Tuesday, April 25, 2023

House prices on track to go negative YoY by summer, despite monthly increase in February

 

 - by New Deal democrat


House prices through February as measured by both the FHFA (gold in the graphs below) and Case Shiller (red) Indexes rose, the former by 0.5% (after a downwardly revised 0.1% in January), and the latter by 0.2% (after a -0.2% decline in January). Here’s what the monthly changes look like for each, as compared with Owners’ Equivalent Rent in the CPI (blue):





[Note that both house prices indexes are /2.5 for scale]. Since a year ago, both house price indexes were rising at almost 2% a month, the YoY% changes have continued to decelerate sharply:



The FHFA index is only up 4.0% YoY through February, while the Case Shiller is only up 2.1% YoY. At the rate of decline since last summer, the FHFA Index will be negative YoY by about June, and the Case Shiller Index could go negative YoY by next month’s report for March.

The implications for CPI is that the Owners’s Equivalent Rent component is likely to stabilize at current YoY levels for several more months before declinining, and CPI ex-shelter, which actually was slightly in *deflation* since last June as of the March report, will continue to be flat or lower.

Finally, while the increases in house prices have been quite small compared with the recent past, I was expecting a bigger decline from both indexes once the tide turned last summer.

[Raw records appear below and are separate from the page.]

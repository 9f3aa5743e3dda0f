//! Tests for record module.

use crate::record::*;

#[test]
fn test_identity_display() {
  let identity = MetricIdentity::new("web01", "interface", "if_octets");
  assert_eq!(identity.to_string(), "web01/interface/if_octets");

  let identity = identity
    .with_plugin_instance("eth0")
    .with_type_instance("total");
  assert_eq!(identity.to_string(), "web01/interface-eth0/if_octets-total");
}

#[test]
fn test_identity_equality_covers_every_field() {
  let base = MetricIdentity::new("web01", "interface", "if_octets");
  assert_eq!(base, base.clone());
  assert_ne!(base, base.clone().with_plugin_instance("eth0"));
  assert_ne!(base, base.clone().with_type_instance("eth0"));
  assert_ne!(base, MetricIdentity::new("web02", "interface", "if_octets"));
}

#[test]
fn test_value_kind() {
  assert_eq!(Value::Gauge(1.5).kind(), DataSourceKind::Gauge);
  assert_eq!(Value::Counter(1).kind(), DataSourceKind::Counter);
  assert_eq!(Value::Derive(-1).kind(), DataSourceKind::Derive);
  assert_eq!(Value::Absolute(1).kind(), DataSourceKind::Absolute);
}

#[test]
fn test_value_as_gauge() {
  assert_eq!(Value::Gauge(2.5).as_gauge(), Some(2.5));
  assert_eq!(Value::Counter(2).as_gauge(), None);
}

#[test]
fn test_kind_display() {
  assert_eq!(DataSourceKind::Gauge.to_string(), "gauge");
  assert_eq!(DataSourceKind::Absolute.to_string(), "absolute");
}

#[test]
fn test_record_builder_and_lookup() {
  let record = MetricRecord::new(MetricIdentity::new("h", "p", "t"))
    .with_source(DataSource::gauge("rx", 1.0))
    .with_source(DataSource::counter("tx", 2));

  assert_eq!(record.len(), 2);
  assert!(!record.is_empty());
  assert_eq!(record.value("rx"), Some(Value::Gauge(1.0)));
  assert_eq!(record.value("tx"), Some(Value::Counter(2)));
  assert_eq!(record.value("RX"), None);
  assert_eq!(record.sources[1].kind(), DataSourceKind::Counter);
}

#[test]
fn test_record_json_shape() {
  let json = r#"{
    "identity": {"host": "web01", "plugin": "load", "type": "load"},
    "sources": [
      {"name": "shortterm", "value": {"gauge": 0.5}},
      {"name": "forks", "value": {"derive": -4}}
    ]
  }"#;

  let record: MetricRecord = serde_json::from_str(json).unwrap();
  assert_eq!(record.identity, MetricIdentity::new("web01", "load", "load"));
  assert_eq!(record.sources[0], DataSource::gauge("shortterm", 0.5));
  assert_eq!(record.sources[1].value, Value::Derive(-4));
}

Undoubtedly the reason has a lot to do with the below graph, showing that while the active listing count of houses for sale has increased by over 50% since one year ago (teal), in absolute terms it is much lower than before the pandemic (blue); and indeed the new listing count has continued its almost relentless decline beginning 2 years ago, now down about -20% from a year ago:



The very low number of houses for sale puts a low ceiling on supply, meaning even normal demand can still create bidding wars.

That increasing interest rates is causing fewer houses to be put on the market, as potential move-up buyers do not want to trade 3% and 4% mortgages for 6% and 7% mortgages, creates quite a conundrum for the Fed.